━━━━━ Exercise materials

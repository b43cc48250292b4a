//! Glob-style route patterns.
//!
//! Two wildcards are understood: `*` matches one non-empty path segment
//! (or a run of non-`/` characters inside a segment, as in `*.md`), and
//! `**` matches zero or more whole segments. Everything else is literal and
//! case-sensitive. Both the pattern and the path are compared with leading
//! and trailing `/` stripped, and the match is anchored at both ends.

use regex::Regex;

/// Single-segment wildcard expansion.
const SEGMENT: &str = "[^/]+";

/// A compiled route pattern.
#[derive(Debug, Clone)]
pub struct Pattern {
    source: String,
    regex: Regex,
}

/// One `/`-separated piece of a normalized pattern.
#[derive(Debug, PartialEq)]
enum Token<'a> {
    Globstar,
    Literal(&'a str),
}

impl Pattern {
    /// Compile a pattern, rejecting malformed wildcard syntax.
    ///
    /// A trailing `**` also matches its bare prefix: `docs/**` matches `docs`.
    pub fn compile(pattern: &str) -> Result<Self, PatternError> {
        let normalized = normalize(pattern);
        let tokens = tokenize(normalized)?;

        let mut expr = String::with_capacity(normalized.len() * 2 + 2);
        expr.push('^');

        // `**` absorbs the separator next to it so that it can also match
        // zero segments: `docs/**` matches `docs`, `**/api` matches `api`.
        let mut leading_globstar = false;

        for (i, token) in tokens.iter().enumerate() {
            match token {
                Token::Globstar if tokens.len() == 1 => expr.push_str(".*"),
                Token::Globstar if i == 0 => {
                    expr.push_str("(?:.*/)?");
                    leading_globstar = true;
                }
                Token::Globstar => expr.push_str("(?:/.*)?"),
                Token::Literal(segment) => {
                    if i > 0 && !(i == 1 && leading_globstar) {
                        expr.push('/');
                    }
                    for (j, fragment) in segment.split('*').enumerate() {
                        if j > 0 {
                            expr.push_str(SEGMENT);
                        }
                        expr.push_str(&regex::escape(fragment));
                    }
                }
            }
        }

        expr.push('$');

        let regex = Regex::new(&expr).map_err(|e| PatternError::Compile {
            pattern: pattern.to_string(),
            message: e.to_string(),
        })?;

        Ok(Self {
            source: pattern.to_string(),
            regex,
        })
    }

    /// Whether `path` matches this pattern.
    pub fn is_match(&self, path: &str) -> bool {
        self.regex.is_match(normalize(path))
    }

    /// The pattern as written.
    pub fn as_str(&self) -> &str {
        &self.source
    }
}

/// Match a path against a pattern.
///
/// A malformed pattern never matches; the problem is logged.
pub fn matches(path: &str, pattern: &str) -> bool {
    match Pattern::compile(pattern) {
        Ok(compiled) => compiled.is_match(path),
        Err(e) => {
            tracing::warn!("{}", e);
            false
        }
    }
}

/// Strip leading and trailing `/`.
fn normalize(path: &str) -> &str {
    path.trim_matches('/')
}

fn tokenize(normalized: &str) -> Result<Vec<Token<'_>>, PatternError> {
    if let Some(c) = normalized
        .chars()
        .find(|c| c.is_whitespace() || c.is_control())
    {
        return Err(PatternError::InvalidCharacter {
            pattern: normalized.to_string(),
            character: c,
        });
    }

    if normalized.contains("***") {
        return Err(PatternError::WildcardRun(normalized.to_string()));
    }

    let mut tokens = Vec::new();
    for segment in normalized.split('/') {
        if segment == "**" {
            // `**/**` is the same as `**`
            if tokens.last() != Some(&Token::Globstar) {
                tokens.push(Token::Globstar);
            }
        } else if segment.contains("**") {
            return Err(PatternError::UnbalancedGlob(normalized.to_string()));
        } else {
            tokens.push(Token::Literal(segment));
        }
    }

    Ok(tokens)
}

/// Errors for malformed route patterns.
#[derive(Debug, Clone, PartialEq, thiserror::Error)]
pub enum PatternError {
    #[error("Invalid pattern '{0}': three or more consecutive '*'")]
    WildcardRun(String),

    #[error("Invalid pattern '{0}': '**' must be a whole path segment")]
    UnbalancedGlob(String),

    #[error("Invalid pattern '{pattern}': unsupported character {character:?}")]
    InvalidCharacter { pattern: String, character: char },

    #[error("Invalid pattern '{pattern}': {message}")]
    Compile { pattern: String, message: String },
}
//! Development server command.

use std::path::PathBuf;

use aiui_server::{DevServer, DevServerConfig};
use anyhow::Result;

/// Run the dev server.
pub async fn run(config_path: PathBuf, port: u16, open: bool) -> Result<()> {
    if !config_path.exists() {
        anyhow::bail!(
            "Config not found: {}. Run 'aiui init' first.",
            config_path.display()
        );
    }

    tracing::info!("Starting development server on port {}", port);

    let config = DevServerConfig {
        config_path,
        port,
        open,
        ..Default::default()
    };

    DevServer::new(config).start().await?;

    Ok(())
}
//! Page templates.
//!
//! Each layout is a template extending `base.html`. Zones, navigation and
//! the table of contents are shared partials.

use std::collections::BTreeMap;

use aiui_manifest::{A11yConfig, NavItem, NavTree, ThemeConfig, TocEntry};
use aiui_runtime::LayoutKind;
use minijinja::Environment;
use serde::Serialize;

/// A navigation link with its active state.
#[derive(Debug, Clone, PartialEq, Serialize)]
pub struct NavLink {
    pub title: String,
    pub path: Option<String>,
    pub active: bool,
    pub children: Vec<NavLink>,
}

impl NavLink {
    /// Convert a nav tree, marking the item whose path is `active`.
    pub fn from_tree(tree: &NavTree, active: Option<&str>) -> Vec<NavLink> {
        tree.items.iter().map(|item| Self::from_item(item, active)).collect()
    }

    fn from_item(item: &NavItem, active: Option<&str>) -> NavLink {
        NavLink {
            title: item.title.clone(),
            path: item.path.clone(),
            active: active.is_some() && item.path.as_deref() == active,
            children: item
                .children
                .iter()
                .map(|c| Self::from_item(c, active))
                .collect(),
        }
    }
}

/// Everything a layout template can see.
#[derive(Debug, Clone, Serialize)]
pub struct PageContext {
    /// Full `<title>` text
    pub title: String,
    pub page_title: String,
    pub site_title: String,
    pub description: Option<String>,
    pub image: Option<String>,
    pub base_url: String,
    /// Document language and text direction
    pub lang: String,
    pub dir: &'static str,
    pub theme: ThemeConfig,
    pub layout: LayoutKind,
    pub nav: Vec<NavLink>,
    pub toc: Vec<TocEntry>,
    /// Rendered page body, `None` when there is no document
    pub content: Option<String>,
    /// The path is a known page whose document is missing
    pub missing: bool,
    /// Rendered widgets per zone key; empty zones are absent
    pub zones: BTreeMap<&'static str, Vec<String>>,
    /// Rendered slots per slot name
    pub slots: BTreeMap<String, String>,
    /// Slots explicitly left empty
    pub empty_slots: Vec<String>,
    pub a11y: A11yContext,
    /// Hot reload client script URL
    pub live_reload: Option<String>,
}

/// Accessibility switches and landmark labels for the layout.
#[derive(Debug, Clone, Serialize)]
pub struct A11yContext {
    pub skip_link: bool,
    pub focus_visible: bool,
    pub reduce_motion: bool,
    pub nav_label: String,
    pub toc_label: String,
    pub menu_label: String,
}

impl From<&A11yConfig> for A11yContext {
    fn from(config: &A11yConfig) -> Self {
        Self {
            skip_link: config.skip_to_content,
            focus_visible: config.focus_visible,
            reduce_motion: config.reduce_motion,
            nav_label: config.label("navigation", "Documentation").to_string(),
            toc_label: config.label("toc", "On this page").to_string(),
            menu_label: config.label("menu", "Toggle navigation").to_string(),
        }
    }
}

/// The template file for a layout.
pub fn layout_template(layout: LayoutKind) -> &'static str {
    match layout {
        LayoutKind::ThreeColumn => "three_column.html",
        LayoutKind::TwoColumn => "two_column.html",
        LayoutKind::Centered => "centered.html",
        LayoutKind::FullWidth => "full_width.html",
        LayoutKind::Flexible => "flexible.html",
    }
}

/// Template engine using minijinja.
pub struct TemplateEngine {
    env: Environment<'static>,
}

impl TemplateEngine {
    pub fn new() -> Self {
        let mut env = Environment::new();

        for (name, source) in TEMPLATES {
            env.add_template(name, source)
                .expect("Failed to add built-in template");
        }

        Self { env }
    }

    /// Render a page with its layout's template.
    pub fn render_page(&self, context: &PageContext) -> Result<String, minijinja::Error> {
        let tmpl = self.env.get_template(layout_template(context.layout))?;
        tmpl.render(context)
    }
}

impl Default for TemplateEngine {
    fn default() -> Self {
        Self::new()
    }
}

const TEMPLATES: [(&str, &str); 11] = [
    ("base.html", BASE_TEMPLATE),
    ("nav.html", NAV_TEMPLATE),
    ("toc.html", TOC_TEMPLATE),
    ("zone.html", ZONE_TEMPLATE),
    ("content.html", CONTENT_TEMPLATE),
    ("three_column.html", THREE_COLUMN_TEMPLATE),
    ("two_column.html", TWO_COLUMN_TEMPLATE),
    ("centered.html", CENTERED_TEMPLATE),
    ("full_width.html", FULL_WIDTH_TEMPLATE),
    ("flexible.html", FLEXIBLE_TEMPLATE),
    ("error.html", ERROR_TEMPLATE),
];

const BASE_TEMPLATE: &str = r##"<!DOCTYPE html>
<html lang="{{ lang }}" dir="{{ dir }}" class="{% if theme.darkMode %}dark{% endif %}{% if a11y.focus_visible %} focus-visible{% endif %}{% if a11y.reduce_motion %} reduce-motion{% endif %}" data-theme="{{ theme.preset }}" data-radius="{{ theme.radius }}">
<head>
  <meta charset="utf-8">
  <meta name="viewport" content="width=device-width, initial-scale=1">
  <title>{{ title }}</title>
  {% if description %}<meta name="description" content="{{ description }}">{% endif %}
  {% if image %}<meta property="og:image" content="{{ image }}">{% endif %}
  <link rel="stylesheet" href="{{ base_url }}assets/main.css">
</head>
<body data-layout="{{ layout }}">
  {% if a11y.skip_link %}<a class="skip-link" href="#content">Skip to content</a>{% endif %}
  {% if slots.header %}{{ slots.header | safe }}{% elif "header" not in empty_slots %}
  <header class="site-header">
    <a class="site-title" href="{{ base_url }}">{{ site_title }}</a>
    <button class="menu-btn" aria-label="{{ a11y.menu_label }}">&#9776;</button>
  </header>
  {% endif %}
  {% block body %}{% endblock %}
  {% if slots.footer %}{{ slots.footer | safe }}{% elif "footer" not in empty_slots %}
  <footer class="site-footer"><span>{{ site_title }}</span></footer>
  {% endif %}
  <script src="{{ base_url }}assets/main.js"></script>
  {% if live_reload %}<script src="{{ live_reload }}"></script>{% endif %}
</body>
</html>"##;

const NAV_TEMPLATE: &str = r##"<nav class="docs-nav" aria-label="{{ a11y.nav_label }}">
  <ul class="nav-list">
  {% for item in nav recursive %}
    <li class="nav-item{% if item.active %} active{% endif %}">
      {% if item.path %}<a href="{{ item.path }}">{{ item.title }}</a>{% else %}<span class="nav-group">{{ item.title }}</span>{% endif %}
      {% if item.children %}<ul class="nav-children">{{ loop(item.children) }}</ul>{% endif %}
    </li>
  {% endfor %}
  </ul>
</nav>"##;

const TOC_TEMPLATE: &str = r##"<aside class="toc" aria-label="{{ a11y.toc_label }}">
  <h4>{{ a11y.toc_label }}</h4>
  {% if toc %}
  <ul>
  {% for entry in toc %}{% if entry.level > 1 %}
    <li class="toc-level-{{ entry.level }}"><a href="#{{ entry.id }}">{{ entry.title }}</a></li>
  {% endif %}{% endfor %}
  </ul>
  {% endif %}
  {% with name = "rightSidebar" %}{% include "zone.html" %}{% endwith %}
</aside>"##;

const ZONE_TEMPLATE: &str = r##"{% if zones[name] %}<div class="zone zone-{{ name }}">
{% for widget in zones[name] %}  <div class="widget">{{ widget | safe }}</div>
{% endfor %}</div>{% endif %}"##;

const CONTENT_TEMPLATE: &str = r##"{% for name, html in slots | items %}{% if name != "header" and name != "footer" %}
<div class="slot slot-{{ name }}">{{ html | safe }}</div>
{% endif %}{% endfor %}
<article class="doc" id="content">
{% if content %}{{ content | safe }}
{% elif missing %}<p><em>Content for <strong>{{ page_title }}</strong> not found.</em></p>
{% else %}<h1>{{ site_title }}</h1>{% if description %}<p class="lead">{{ description }}</p>{% endif %}
{% endif %}
</article>"##;

const THREE_COLUMN_TEMPLATE: &str = r##"{% extends "base.html" %}
{% block body %}
<div class="layout layout-three-column">
  <aside class="sidebar">{% include "nav.html" %}</aside>
  <main class="main">{% include "content.html" %}</main>
  {% include "toc.html" %}
</div>
{% endblock %}"##;

const TWO_COLUMN_TEMPLATE: &str = r##"{% extends "base.html" %}
{% block body %}
<div class="layout layout-two-column">
  <aside class="sidebar">{% include "nav.html" %}</aside>
  <main class="main">{% include "content.html" %}</main>
</div>
{% endblock %}"##;

const CENTERED_TEMPLATE: &str = r##"{% extends "base.html" %}
{% block body %}
<div class="layout layout-centered">
  <main class="main centered">
    {% with name = "hero" %}{% include "zone.html" %}{% endwith %}
    {% include "content.html" %}
  </main>
</div>
{% endblock %}"##;

const FULL_WIDTH_TEMPLATE: &str = r##"{% extends "base.html" %}
{% block body %}
<div class="layout layout-full-width">
  {% with name = "hero" %}{% include "zone.html" %}{% endwith %}
  <main class="main">{% include "content.html" %}</main>
</div>
{% endblock %}"##;

const FLEXIBLE_TEMPLATE: &str = r##"{% extends "base.html" %}
{% block body %}
<div class="layout layout-flexible">
  {% with name = "header" %}{% include "zone.html" %}{% endwith %}
  {% with name = "topNav" %}{% include "zone.html" %}{% endwith %}
  {% with name = "hero" %}{% include "zone.html" %}{% endwith %}
  <div class="flexible-body">
    {% if zones.leftSidebar %}<aside class="sidebar">{% with name = "leftSidebar" %}{% include "zone.html" %}{% endwith %}</aside>{% endif %}
    <main class="main">
      {% with name = "main" %}{% include "zone.html" %}{% endwith %}
      {% include "content.html" %}
    </main>
    {% include "toc.html" %}
  </div>
  {% with name = "bottomNav" %}{% include "zone.html" %}{% endwith %}
  {% with name = "footer" %}{% include "zone.html" %}{% endwith %}
</div>
{% endblock %}"##;

/// Standalone page for a failed manifest load.
const ERROR_TEMPLATE: &str = r##"<!DOCTYPE html>
<html lang="en" class="dark">
<head>
  <meta charset="utf-8">
  <title>Failed to load</title>
  <link rel="stylesheet" href="/assets/main.css">
</head>
<body>
  <div class="load-error">
    <h2>Failed to load</h2>
    <p>{{ message }}</p>
  </div>
  {% if live_reload %}<script src="{{ live_reload }}"></script>{% endif %}
</body>
</html>"##;

impl TemplateEngine {
    /// Render the blocking "Failed to load" page.
    pub fn render_error(
        &self,
        message: &str,
        live_reload: Option<&str>,
    ) -> Result<String, minijinja::Error> {
        self.env
            .get_template("error.html")?
            .render(minijinja::context! { message => message, live_reload => live_reload })
    }
}

#[cfg(test)]
mod tests {
    use super::*;

    fn context(layout: LayoutKind) -> PageContext {
        PageContext {
            title: "Intro | Docs".to_string(),
            page_title: "Intro".to_string(),
            site_title: "Docs".to_string(),
            description: None,
            image: None,
            base_url: "/".to_string(),
            lang: "en".to_string(),
            dir: "ltr",
            theme: ThemeConfig::default(),
            layout,
            nav: vec![],
            toc: vec![],
            content: Some("<p>Hello world</p>".to_string()),
            missing: false,
            zones: BTreeMap::new(),
            slots: BTreeMap::new(),
            empty_slots: vec![],
            a11y: A11yContext::from(&A11yConfig::default()),
            live_reload: None,
        }
    }

    #[test]
    fn renders_basic_page() {
        let engine = TemplateEngine::new();

        let html = engine.render_page(&context(LayoutKind::ThreeColumn)).unwrap();

        assert!(html.contains("<title>Intro | Docs</title>"));
        assert!(html.contains("<p>Hello world</p>"));
        assert!(html.contains(r#"<html lang="en" dir="ltr" class="dark focus-visible""#));
        assert!(html.contains(r##"<a class="skip-link" href="#content">"##));
        assert!(html.contains(r#"<article class="doc" id="content">"#));
        assert!(html.contains(r#"data-theme="zinc""#));
        assert!(html.contains("On this page"));
    }

    #[test]
    fn renders_nested_navigation() {
        let engine = TemplateEngine::new();
        let tree = NavTree {
            items: vec![NavItem {
                title: "Guide".to_string(),
                path: None,
                children: vec![NavItem::new("Button", Some("/docs/button".to_string()))],
            }],
        };
        let mut ctx = context(LayoutKind::TwoColumn);
        ctx.nav = NavLink::from_tree(&tree, Some("/docs/button"));

        let html = engine.render_page(&ctx).unwrap();

        assert!(html.contains(r#"<span class="nav-group">Guide</span>"#));
        assert!(html.contains(r#"<li class="nav-item active">"#));
        assert!(html.contains(">Button</a>"));
        assert!(!html.contains("On this page"));
    }

    #[test]
    fn empty_zones_are_omitted() {
        let engine = TemplateEngine::new();
        let mut ctx = context(LayoutKind::Flexible);
        ctx.zones.insert("hero", vec!["<h1>Hero</h1>".to_string()]);

        let html = engine.render_page(&ctx).unwrap();

        assert!(html.contains(r#"<div class="zone zone-hero">"#));
        assert!(html.contains("<h1>Hero</h1>"));
        assert!(!html.contains("zone-footer"));
        assert!(!html.contains("zone-leftSidebar"));
    }

    #[test]
    fn explicit_empty_header_hides_default() {
        let engine = TemplateEngine::new();
        let mut ctx = context(LayoutKind::Centered);
        ctx.empty_slots.push("header".to_string());

        let html = engine.render_page(&ctx).unwrap();

        assert!(!html.contains("site-header"));
        assert!(html.contains("site-footer"));
    }

    #[test]
    fn missing_content_shows_fallback() {
        let engine = TemplateEngine::new();
        let mut ctx = context(LayoutKind::FullWidth);
        ctx.content = None;
        ctx.missing = true;

        let html = engine.render_page(&ctx).unwrap();

        assert!(html.contains("Content for <strong>Intro</strong> not found."));
    }

    #[test]
    fn escapes_titles() {
        let engine = TemplateEngine::new();
        let mut ctx = context(LayoutKind::ThreeColumn);
        ctx.title = "<script>".to_string();

        let html = engine.render_page(&ctx).unwrap();

        assert!(html.contains("<title>&lt;script&gt;</title>"));
    }

    #[test]
    fn applies_locale_and_accessibility_settings() {
        let engine = TemplateEngine::new();
        let mut ctx = context(LayoutKind::ThreeColumn);
        ctx.lang = "ar".to_string();
        ctx.dir = "rtl";
        let mut a11y = A11yConfig {
            skip_to_content: false,
            reduce_motion: true,
            ..Default::default()
        };
        a11y.aria_labels
            .insert("navigation".to_string(), "Main navigation".to_string());
        ctx.a11y = A11yContext::from(&a11y);

        let html = engine.render_page(&ctx).unwrap();

        assert!(html.contains(r#"<html lang="ar" dir="rtl""#));
        assert!(html.contains("reduce-motion"));
        assert!(!html.contains("skip-link"));
        assert!(html.contains(r#"aria-label="Main navigation""#));
    }

    #[test]
    fn renders_error_page() {
        let engine = TemplateEngine::new();
        let html = engine.render_error("ui-config.json missing", Some("/__hmr.js")).unwrap();
        assert!(html.contains("Failed to load"));
        assert!(html.contains("ui-config.json missing"));
        assert!(html.contains("__hmr.js"));
    }
}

━━━━━━━━━━

**What you need to do:**
The lines above that include "WildcardRun" should each be listed.

**Output below:**
        return Err(PatternError::WildcardRun(normalized.to_string()));
    WildcardRun(String),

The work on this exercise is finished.